With all due respect, i would be very very careful if i ever tried this method. The horse that i was dealing with that i talked about in the above post was not above biting me, and tried to do so several times. By being right next to them when they're angry and trying to smack them on the chest to make them back up puts you in the perfect position to either be bit, struck at, or for them to spin around and nail you a good one with their hoof. With the horse i was working with, i used a lunge whip and kept out of kicking and biting range and made her move away from her food with that to gain respect. Once she was OK with me around, i went and stood next to her while she ate food and she was fine, but i still had a lunge whip handy in case she decided to go after me and i had to protect myself. With some horses (like mine;)) i can move them around with my body language, but with her...heh, i always carried a whip when i first started working with her because she did turn on me a couple times and respect of a whip was the only thing that stopped her from running me over.:)

Miracle Whip
01-23-2009, 10:29 PM
Depends on the horse. I'd probably smack the horse with a well placed elbow or something. Usually my voice gets their attention if I want them to back off from their food. The mare can be a snot about sharing with the gelding, but if I am anywhere nearby she is nice and treats him with respect. They eat out of the same feed tub, and its not very big. They can squeeze 2 noses in it but they usually rotate, grab a bite, chew etc...

luvs2ride1979
01-25-2009, 02:18 PM
Just keep working with him and make him back off his food when he gets aggressive. Show him that YOU are the boss, no matter what. Carry a Dressage whip if you need to. Just don't let him back at his food until he's submitted, then keep grooming him while he's eating. If he acts aggressive again, then correct him, back him off, and repeat. Keep doing it until he's good for you while eating.

IrisGreen
01-27-2009, 08:54 AM
Any Update?

ImaBronsonBear,

I agree with you.
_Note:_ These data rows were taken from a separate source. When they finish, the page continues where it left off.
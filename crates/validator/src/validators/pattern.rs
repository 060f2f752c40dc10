//! Regular-expression validator

use crate::foundation::ValidationError;

crate::validator! {
    /// Validates that a string matches a regular expression.
    ///
    /// Compilation happens once, in the constructor; an invalid pattern is
    /// a construction error, not a validation failure.
    ///
    /// # Examples
    ///
    /// ```
    /// use formkit_validator::validators::matches_regex;
    /// use formkit_validator::foundation::Validate;
    ///
    /// let zip = matches_regex(r"^\d{5}$").unwrap();
    /// assert!(zip.validate("34000").is_ok());
    /// assert!(zip.validate("3400").is_err());
    /// assert!(matches_regex("(unclosed").is_err());
    /// ```
    pub MatchesRegex { pattern: regex::Regex } for str;
    rule(self, input) { self.pattern.is_match(input) }
    error(self, input) {
        ValidationError::invalid_format("regex", "Invalid format")
            .with_param("pattern", self.pattern.as_str().to_string())
    }
    new(pattern: &str) -> regex::Error {
        Ok(Self {
            pattern: regex::Regex::new(pattern)?,
        })
    }
    fn matches_regex(pattern: &str) -> regex::Error;
}

impl MatchesRegex {
    /// Wraps an already compiled regex.
    #[must_use]
    pub fn from_regex(pattern: regex::Regex) -> Self {
        Self { pattern }
    }
}

#[cfg(test)]
mod tests {
    use super::*;
    use crate::foundation::Validate;

    #[test]
    fn reports_pattern_param() {
        let validator = matches_regex("^a+$").unwrap();
        let err = validator.validate("b").unwrap_err();
        assert_eq!(err.code, "invalid_format");
        assert_eq!(err.param("pattern"), Some("^a+$"));
    }

    #[test]
    fn from_compiled_regex() {
        let validator = MatchesRegex::from_regex(regex::Regex::new("^x").unwrap());
        assert!(validator.validate("xyz").is_ok());
    }
}
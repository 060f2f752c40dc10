//! Multi-field form validation
//!
//! A [`Form`] validates a JSON object field by field and collects the first
//! message per field. Cross-field rules compare one field with another
//! field's value from the same submission, which is how password
//! confirmation is expressed without shared state.
//!
//! ```
//! use formkit_validator::form::Form;
//! use formkit_validator::schema::presets;
//! use serde_json::json;
//!
//! let form = Form::new()
//!     .field("password", presets::strong_password())
//!     .field_matches("password_confirm", "password", "Passwords do not match");
//!
//! let errors = form.validate(&json!({
//!     "password": "Secret1!",
//!     "password_confirm": "Secret2!",
//! }));
//! assert_eq!(errors["password_confirm"], "Passwords do not match");
//! assert!(!errors.contains_key("password"));
//! ```

use std::borrow::Cow;
use std::collections::BTreeMap;

use serde_json::Value;

use crate::foundation::ValidationError;
use crate::schema::Schema;

#[derive(Debug, Clone)]
struct MatchRule {
    field: String,
    other: String,
    message: Cow<'static, str>,
}

/// Named field schemas plus cross-field equality rules.
#[derive(Debug, Clone, Default)]
pub struct Form {
    fields: Vec<(String, Schema)>,
    rules: Vec<MatchRule>,
}

impl Form {
    #[must_use]
    pub fn new() -> Self {
        Self::default()
    }

    /// Adds a field. Fields are validated in registration order.
    #[must_use = "builder methods must be chained or built"]
    pub fn field(mut self, name: impl Into<String>, schema: Schema) -> Self {
        self.fields.push((name.into(), schema));
        self
    }

    /// Requires `field` to equal `other` in the same submission.
    ///
    /// Runs after the field's own schema and only if that passed.
    #[must_use = "builder methods must be chained or built"]
    pub fn field_matches(
        mut self,
        field: impl Into<String>,
        other: impl Into<String>,
        message: impl Into<Cow<'static, str>>,
    ) -> Self {
        self.rules.push(MatchRule {
            field: field.into(),
            other: other.into(),
            message: message.into(),
        });
        self
    }

    /// Field names in registration order.
    pub fn field_names(&self) -> impl Iterator<Item = &str> {
        self.fields.iter().map(|(name, _)| name.as_str())
    }

    /// Validates a submission and returns `field -> message` for every
    /// failing field. A missing field is validated as `null`; a submission
    /// that is not an object has every field missing.
    pub fn validate(&self, values: &Value) -> BTreeMap<String, String> {
        self.errors(values)
            .into_iter()
            .filter_map(|error| {
                let field = error.field?.into_owned();
                Some((field, error.message.into_owned()))
            })
            .collect()
    }

    /// Like [`validate`](Self::validate), but keeps the full errors with
    /// [`field`](ValidationError::field) set, in registration order.
    pub fn errors(&self, values: &Value) -> Vec<ValidationError> {
        let mut errors: Vec<ValidationError> = Vec::new();

        for (name, schema) in &self.fields {
            if let Err(error) = schema.validate(lookup(values, name)) {
                tracing::debug!(field = %name, code = %error.code, "form field failed");
                errors.push(error.with_field(name.clone()));
            }
        }

        for rule in &self.rules {
            let failed = errors
                .iter()
                .any(|e| e.field.as_deref() == Some(rule.field.as_str()));
            if failed {
                continue;
            }
            if lookup(values, &rule.field) != lookup(values, &rule.other) {
                tracing::debug!(field = %rule.field, other = %rule.other, "form fields differ");
                errors.push(
                    ValidationError::new("mismatch", rule.message.clone())
                        .with_field(rule.field.clone())
                        .with_param("other", rule.other.clone()),
                );
            }
        }

        errors
    }

    pub fn is_valid(&self, values: &Value) -> bool {
        self.validate(values).is_empty()
    }
}

static NULL: Value = Value::Null;

fn lookup<'v>(values: &'v Value, name: &str) -> &'v Value {
    values.get(name).unwrap_or(&NULL)
}

#[cfg(test)]
mod tests {
    use super::*;
    use crate::schema::{factories, presets};
    use serde_json::json;

    fn signup() -> Form {
        Form::new()
            .field("national_id", presets::national_id())
            .field("age", factories::range(18.0, 120.0))
            .field("password", presets::strong_password())
            .field_matches("password_confirm", "password", "Passwords do not match")
    }

    #[test]
    fn valid_submission() {
        let values = json!({
            "national_id": "10000000146",
            "age": 30,
            "password": "Secret1!",
            "password_confirm": "Secret1!",
        });
        assert!(signup().is_valid(&values));
    }

    #[test]
    fn collects_one_message_per_field() {
        let errors = signup().validate(&json!({
            "national_id": "10000000147",
            "age": 12,
            "password": "Secret1!",
        }));
        assert_eq!(errors.len(), 3);
        assert_eq!(errors["national_id"], "Invalid national ID number");
        assert_eq!(errors["age"], "Value must be at least 18");
        assert_eq!(errors["password_confirm"], "Passwords do not match");
    }

    #[test]
    fn missing_fields_are_null() {
        let errors = signup().validate(&json!([]));
        assert_eq!(errors["national_id"], "This field is required");
        assert_eq!(errors["age"], "This field is required");
        // both sides missing: equal
        assert!(!errors.contains_key("password_confirm"));
    }

    #[test]
    fn match_rule_skipped_when_field_already_failed() {
        let form = Form::new()
            .field("confirm", Schema::string())
            .field_matches("confirm", "password", "Mismatch");
        let errors = form.validate(&json!({ "confirm": 1, "password": "x" }));
        assert_eq!(errors["confirm"], "Expected string");
    }

    #[test]
    fn detailed_errors_carry_field_names() {
        let errors = signup().errors(&json!({ "age": 5 }));
        let fields: Vec<_> = errors.iter().filter_map(|e| e.field.as_deref()).collect();
        assert_eq!(fields, ["national_id", "age", "password"]);
        assert_eq!(errors[1].code, "min");
    }

    #[test]
    fn field_names_in_order() {
        let form = signup();
        let names: Vec<_> = form.field_names().collect();
        assert_eq!(names, ["national_id", "age", "password"]);
    }
}
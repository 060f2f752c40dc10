//! # formkit-validator
//!
//! A framework-free validation core for form fields carrying Turkish
//! regional formats: national ID numbers, tax IDs, phone numbers, IBANs,
//! plates, currency amounts, percentages, passwords and dates.
//!
//! ## Quick Start
//!
//! ```
//! use formkit_validator::prelude::*;
//! use serde_json::json;
//!
//! // Ready-made schemas
//! let validate = to_validator(&presets::iban());
//! assert_eq!(validate(&json!("tr330006100519786457841326")), None);
//! assert_eq!(validate(&json!("TR12345")).as_deref(), Some("Invalid IBAN"));
//!
//! // Factories
//! let age = to_validator(&factories::range(18.0, 120.0));
//! assert_eq!(age(&json!(17)).as_deref(), Some("Value must be at least 18"));
//!
//! // Typed validators compose with .and()
//! let username = min_length(3).and(max_length(20));
//! assert!(username.validate("alice").is_ok());
//! ```
//!
//! ## Layers
//!
//! - [`validators`]: typed checkers implementing [`Validate`](foundation::Validate)
//! - [`combinators`]: `and`, `optional`, `with_message`, `preprocess`, `refine`
//! - [`schema`]: [`Schema`](schema::Schema) over raw `serde_json::Value`,
//!   plus [`presets`](schema::presets) and [`factories`](schema::factories)
//! - [`adapter`]: [`to_validator`](adapter::to_validator), the boundary to form layers
//! - [`form`]: multi-field validation with cross-field rules
//!
//! Use the [`validator!`] macro for new typed validators, or implement
//! [`Validate`](foundation::Validate) by hand.

// ValidationError is the error type of every validation call; boxing it
// would add an allocation to each failure.
#![allow(clippy::result_large_err)]
// Nested combinators (And<WithMessage<..>, ..>) produce long types.
#![allow(clippy::type_complexity)]

#[macro_use]
mod macros;

pub mod adapter;
pub mod combinators;
pub mod config;
pub mod form;
pub mod foundation;
pub mod prelude;
pub mod schema;
pub mod validators;
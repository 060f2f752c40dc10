//! National identity number (T.C. Kimlik No) validator
//!
//! An identity number has 11 digits and never starts with `0`. The last two
//! digits are check digits computed from the first nine and ten digits.

use crate::foundation::ValidationError;

/// Number of digits in an identity number.
const LENGTH: usize = 11;

/// Verifies the two check digits of an 11-digit identity number.
///
/// Returns `false` for anything that is not exactly 11 ASCII digits or that
/// starts with `0`.
///
/// # Examples
///
/// ```
/// use formkit_validator::validators::national_id_checksum;
///
/// assert!(national_id_checksum("10000000146"));
/// assert!(!national_id_checksum("10000000147"));
/// assert!(!national_id_checksum("01234567890"));
/// ```
#[must_use]
pub fn national_id_checksum(input: &str) -> bool {
    let bytes = input.as_bytes();
    if bytes.len() != LENGTH || bytes[0] == b'0' || !bytes.iter().all(u8::is_ascii_digit) {
        return false;
    }

    let mut digits = [0i32; LENGTH];
    for (slot, byte) in digits.iter_mut().zip(bytes) {
        *slot = i32::from(byte - b'0');
    }

    let odd_sum = digits[0] + digits[2] + digits[4] + digits[6] + digits[8];
    let even_sum = digits[1] + digits[3] + digits[5] + digits[7];
    // odd_sum * 7 - even_sum is negative for inputs like 19090909018
    let tenth = (odd_sum * 7 - even_sum).rem_euclid(10);
    let eleventh = digits[..10].iter().sum::<i32>().rem_euclid(10);

    digits[9] == tenth && digits[10] == eleventh
}

crate::validator! {
    /// Validates a Turkish national identity number, checksum included.
    ///
    /// # Examples
    ///
    /// ```
    /// use formkit_validator::validators::NationalId;
    /// use formkit_validator::foundation::Validate;
    ///
    /// assert!(NationalId.validate("12345678950").is_ok());
    /// assert!(NationalId.validate("12345678951").is_err());
    /// ```
    pub NationalId for str;
    rule(input) { national_id_checksum(input) }
    error(input) {
        ValidationError::new("national_id", "Invalid national ID number")
            .with_param("length", input.chars().count().to_string())
    }
    fn national_id();
}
That's why I typed out the last paragraph in that post. The horse does need some discipline but if she thinks the horse might get aggressive then put a fence between her and the horse to start off with so he can't paw or push in to her or bite. Then once he is backing away from the food nicely, try it in his area. Just hang a bucket from the fence and use that with some grain or something to teach him to back away when you give the command or cue. But, stay safe behind the fence at first.

TheRedHayflinger
01-27-2009, 10:18 AM
I've worked with some horses like this...best thing to do..put them on a lead rope and hold it while they are eating...and then lead them to and from the food at your will...do your other stuff like brushing and such...that way if you do have to get after him, you can keep the hind end from coming at you by pulling the head toward you and thwart a kick. It is also good protection to have if he decides to get really nasty...if you have control of the head, you can stop him from doing a lot of unwanted behavior towards you while you work on his respect issue.

Ariesgrl131
01-27-2009, 10:31 AM
I have ran him of his food about 10 times now and so far I think its working. Time will tell. It was just weird i've never seen a horse that agressive about their food it was like he thought he was a lion.

Palogal
01-27-2009, 10:46 AM
As with any disrespect issue you have to teach him space. If you put good ground work on him and teach him that you can and will make him move he will learn that you are the alpha. When it comes to feed time, tie him up until you put the feed in his bucket and then lead him slowly to it, backing him up and making him listen to you. He has to understand that he eats with your permission only.